LOR values were derived from each rate–frequency curve were determined by the broken line method [3]. Subtracting the LOR value for each test measured under saline and cocaine condition from the previously established average baseline LOR value (no drug) yielded the reported “difference from baseline” values for LOR. LOR difference data across training days 1 through 5 were analyzed using a two-way ANOVA with repeated measures. Post hoc testing was done using Sidak’s multiple comparison test (α = 0.05). Data on day 14 (challenge day) were analyzed with two-tailed unpaired t-test.
2.2. Functional MRI of a cocaine associated odor cue
Cocaine HCl (Sigma–Aldrich, St. Louis, MO) was dissolved in 0.9% sterile saline and injected at a dose of 10 mg/kg IP every other day over 10 days. On alternating days, rats received an IP injection of 0.9% sterile saline alone. Therefore, over the 10-day treatment period, cocaine treated animals received 5 days of cocaine alternated by 5 days of saline vehicle. Control animals only received 0.9% sterile saline every day over 10 days (10 saline injections). All injections were made in a separate room from the olfactory cue conditioning room. The olfactory cue was provided on a slip of Kimwipes® with five drops of peppermint mouth freshener (Walgreens Co.), which was placed in the middle of the perforated lid of a locomotor activity cage (clear Plexiglas cages, dimensions: 40 cm3). The peppermint odor was presented only on cocaine treatment days and no odor was present on alternating saline injection days. Control rats received the same odor as cocaine subjects but without the cocaine injection. A 3-min delay between injections and odor conditioning ensured that the odor was ultimately associated with the emergent peripheral and hedonic effects of the cocaine and not pain associated with the injection procedure. Rats were kept in the locomotion box for 30 min with the room lights turned off. After the 10-day period, subjects were left in their home cages and received no drug or vehicle administration for 14 days.
Rats were acclimated to head and body restraint and MRI pulse sequence noise [18]. Animals were imaged once every day with a different olfactory stimulus presentation. The order of odor presentation was no scent (‘mock’ trial), lemonene (an unassociated odor; Sigma, St. Louis, MO), and finally peppermint (cocaine cue). Odor delivery during scanning was achieved by tubing connected at one end to an air pump and at the other end placed near the rats’ nose inside the bore of the magnet. Just outside of the magnet, an easily detachable plastic connector linked the clean tubing to the outlet tubing towards the rats’ nose. During odor delivery the connector was switched with a connector containing the odor on a strip of absorbent cotton swab with five drops of either the peppermint or lemonene scent.

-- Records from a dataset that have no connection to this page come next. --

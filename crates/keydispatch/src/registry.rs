use std::collections::{HashMap, hash_map::Entry};

use parking_lot::Mutex;
use tokio::time::Instant;
use tokio_util::sync::CancellationToken;

/// State for one currently pressed key code.
pub(crate) struct PressedKeyInfo {
    /// When the press started.
    pub(crate) down_timestamp: Instant,
    /// Cancels the delay task started for this press.
    token: CancellationToken,
    /// Set once a long-press or repeat consumed this press; the release is then suppressed.
    pub(crate) blocked: bool,
}

/// Registry of pressed keys: the single source of truth for "is this key down".
///
/// Every operation takes the lock for the map operation only. Removing a record requests
/// cancellation of its delay task before the lock is released, so a task that still observes
/// its token as live while holding the lock knows its record is present.
#[derive(Default)]
pub(crate) struct PressedKeys {
    /// Press records keyed by code.
    entries: Mutex<HashMap<i32, PressedKeyInfo>>,
}

impl PressedKeys {
    /// Insert a record for `code` owning `token`. Returns false if `code` is already pressed.
    pub(crate) fn try_insert(&self, code: i32, token: CancellationToken) -> bool {
        match self.entries.lock().entry(code) {
            Entry::Occupied(_) => false,
            Entry::Vacant(slot) => {
                slot.insert(PressedKeyInfo {
                    down_timestamp: Instant::now(),
                    token,
                    blocked: false,
                });
                true
            }
        }
    }

    /// Remove the record for `code`, cancelling its delay task.
    pub(crate) fn remove(&self, code: i32) -> Option<PressedKeyInfo> {
        let mut entries = self.entries.lock();
        let info = entries.remove(&code)?;
        info.token.cancel();
        Some(info)
    }

    /// Remove every record, cancelling all delay tasks.
    pub(crate) fn drain(&self) -> Vec<(i32, PressedKeyInfo)> {
        let mut entries = self.entries.lock();
        let drained: Vec<_> = entries.drain().collect();
        for (_, info) in &drained {
            info.token.cancel();
        }
        drained
    }

    /// Mark the live press owning `token` as blocked.
    ///
    /// Returns false without touching anything if the press was already released.
    pub(crate) fn block(&self, code: i32, token: &CancellationToken) -> bool {
        let mut entries = self.entries.lock();
        if token.is_cancelled() {
            return false;
        }
        match entries.get_mut(&code) {
            Some(info) => {
                info.blocked = true;
                true
            }
            None => false,
        }
    }

    /// Returns true while `code` is recorded.
    pub(crate) fn contains(&self, code: i32) -> bool {
        self.entries.lock().contains_key(&code)
    }

    /// Number of recorded presses.
    pub(crate) fn len(&self) -> usize {
        self.entries.lock().len()
    }
}

#[cfg(test)]
mod tests {
    use super::*;

    #[test]
    fn insert_is_unique_per_code() {
        let keys = PressedKeys::default();
        assert!(keys.try_insert(1, CancellationToken::new()));
        assert!(!keys.try_insert(1, CancellationToken::new()));
        assert!(keys.try_insert(2, CancellationToken::new()));
        assert_eq!(keys.len(), 2);
        assert!(keys.contains(1));
    }

    #[test]
    fn remove_cancels_token() {
        let keys = PressedKeys::default();
        let token = CancellationToken::new();
        keys.try_insert(7, token.clone());
        let info = keys.remove(7).expect("record");
        assert!(token.is_cancelled());
        assert!(!info.blocked);
        assert!(keys.remove(7).is_none());
        assert!(!keys.contains(7));
    }

    #[test]
    fn block_after_release_is_refused() {
        let keys = PressedKeys::default();
        let token = CancellationToken::new();
        keys.try_insert(3, token.clone());
        assert!(keys.block(3, &token));
        assert!(keys.remove(3).expect("record").blocked);

        // A new press for the same code must not be blocked through the old token.
        let fresh = CancellationToken::new();
        keys.try_insert(3, fresh);
        assert!(!keys.block(3, &token));
        assert!(!keys.remove(3).expect("record").blocked);
    }

    #[test]
    fn drain_empties_and_cancels() {
        let keys = PressedKeys::default();
        let tokens: Vec<_> = (0..4).map(|_| CancellationToken::new()).collect();
        for (code, token) in tokens.iter().enumerate() {
            keys.try_insert(code as i32, token.clone());
        }
        assert_eq!(keys.drain().len(), 4);
        assert_eq!(keys.len(), 0);
        assert!(tokens.iter().all(CancellationToken::is_cancelled));
    }
}
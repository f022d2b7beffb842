#![warn(missing_docs)]

//! Shared logging helpers and CLI argument definitions for the keydispatch workspace.
//!
//! Binaries flatten [`LogArgs`] into their CLI, turn it into a filter spec with
//! [`compute_spec`], and install a subscriber with [`init`] or their own registry.

use std::{env, io};

use clap::Args;
use tracing_subscriber::{EnvFilter, fmt, prelude::*, registry};

/// Logging controls for CLI apps.
#[derive(Debug, Clone, Default, Args)]
pub struct LogArgs {
    /// Set global log level to trace (our crates only)
    #[arg(long, conflicts_with_all = ["debug", "log_level", "log_filter"])]
    pub trace: bool,

    /// Set global log level to debug (our crates only)
    #[arg(long, conflicts_with_all = ["trace", "log_level", "log_filter"])]
    pub debug: bool,

    /// Set a single global log level for our crates (error|warn|info|debug|trace)
    #[arg(long)]
    pub log_level: Option<String>,

    /// Set an explicit tracing filter directive (overrides other flags)
    /// e.g. "keydispatch=trace,keyreplay=debug"
    #[arg(long)]
    pub log_filter: Option<String>,
}

impl LogArgs {
    /// Filter spec for these arguments; see [`compute_spec`].
    pub fn spec(&self) -> String {
        compute_spec(
            self.trace,
            self.debug,
            self.log_level.as_deref(),
            self.log_filter.as_deref(),
        )
    }
}

/// List of crate targets that constitute "our" logs.
pub fn our_crates() -> &'static [&'static str] {
    &["keydispatch", "keyreplay", "logging"]
}

/// Build a filter directive string that sets the same `level` for all of our crates.
pub fn level_spec_for(level: &str) -> String {
    let lvl = level.to_ascii_lowercase();
    our_crates()
        .iter()
        .map(|t| format!("{}={}", t, lvl))
        .collect::<Vec<_>>()
        .join(",")
}

/// Compute the final filter spec string with precedence:
/// - `log_filter`
/// - `trace`/`debug`/`log_level` (crate-scoped)
/// - `RUST_LOG` env
/// - default to crate-scoped `info`
pub fn compute_spec(
    trace: bool,
    debug: bool,
    log_level: Option<&str>,
    log_filter: Option<&str>,
) -> String {
    if let Some(spec) = log_filter {
        return spec.to_string();
    }
    if trace {
        return level_spec_for("trace");
    }
    if debug {
        return level_spec_for("debug");
    }
    if let Some(lvl) = log_level {
        return level_spec_for(lvl);
    }
    env::var("RUST_LOG").unwrap_or_else(|_| level_spec_for("info"))
}

/// Create an `EnvFilter` from a spec string.
pub fn env_filter_from_spec(spec: &str) -> EnvFilter {
    EnvFilter::new(spec)
}

/// Install a stderr subscriber filtered by `spec`. A subscriber that is already installed wins.
pub fn init(spec: &str) {
    registry()
        .with(env_filter_from_spec(spec))
        .with(fmt::layer().with_writer(io::stderr).without_time())
        .try_init()
        .ok();
}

Experiments were conducted in a 300 MHz Bruker USR 7T/20 cm horizontal magnet (Bruker, Germany) equipped with a Paravision 5.0 console (Bruker, Billerica, MA, USA). Functional imaging was performed using a multi-segmented T2-weighted fast spin echo pulse sequence (TE = 45 ms; TR = 2.5 s). Anatomical scans were obtained for each subject at a resolution of 2562 × 20 slices and a field of view of 30 mm with a slice thickness of 1.0 mm. Subsequent functional imaging is performed at a resolution of 642 × 20 slices with the same FOV and slice thickness. Full details for the MRI data analysis using Medical Image Visualization and Analysis (MIVA; ccni.wpi.edu) and in house software has been previously reported [12]. Scans were pre-screened and corrected for drift and minor head motion. The initial number of animals per each treatment group was 10 (10 saline and 10 cocaine). However, following screening for motion artifact, 4 rats per each group were deemed to have excessive, uncorrectable motion artifact. Each subject was registered to a fully segmented electronic rat brain atlas [28]. Statistical t tests were performed on each subject with the baseline period used as 26 repetitions immediately preceding odor and a stimulation window of 26 repetitions following odor. A conservative estimate of significance was employed by using a false-positive detection-controlling algorithm [15]. Activated voxel numbers and percent signal changes were exported to Graphpad Prism 6.0 (La Jolla, CA) for between groups analysis (two way ANOVA with Fisher’s LSD post hoc test and odor × drug as independent variables; α = 0.05). The groups were Saline-Lemon (n = 6), Saline-Peppermint (n = 6), Cocaine-Lemon (n = 10) and Cocaine-Peppermint (n = 6).
3. Results
In Experiment 1, cocaine significantly reduced LOR (increased reward) in the 0.2–0.3 log unit range compared with saline treatment (drug effect across all days F1,7 = 90, p < 0.0001). Peppermint odor alone reduced percent change in LOR below those observed without the odor (two tailed unpaired t-test t7 = 2.5, p = 0.04) (Fig. 1). Note that the olfactory cue alone produced about half the LOR shift of the cocaine treatment.
Fig. 1.
Effect of cocaine and a cocaine paired odor on brain stimulation reward. (Left) ICSS following treatment with saline or cocaine (paired with peppermint). (Right) ICSS in the absence and presence of a previously paired cocaine odor cue. Data presented as locus of rise (LOR) difference from baseline (±standard error). *p < 0.05 (repeated measures ANOVA for data on the right and t-test for data on the left).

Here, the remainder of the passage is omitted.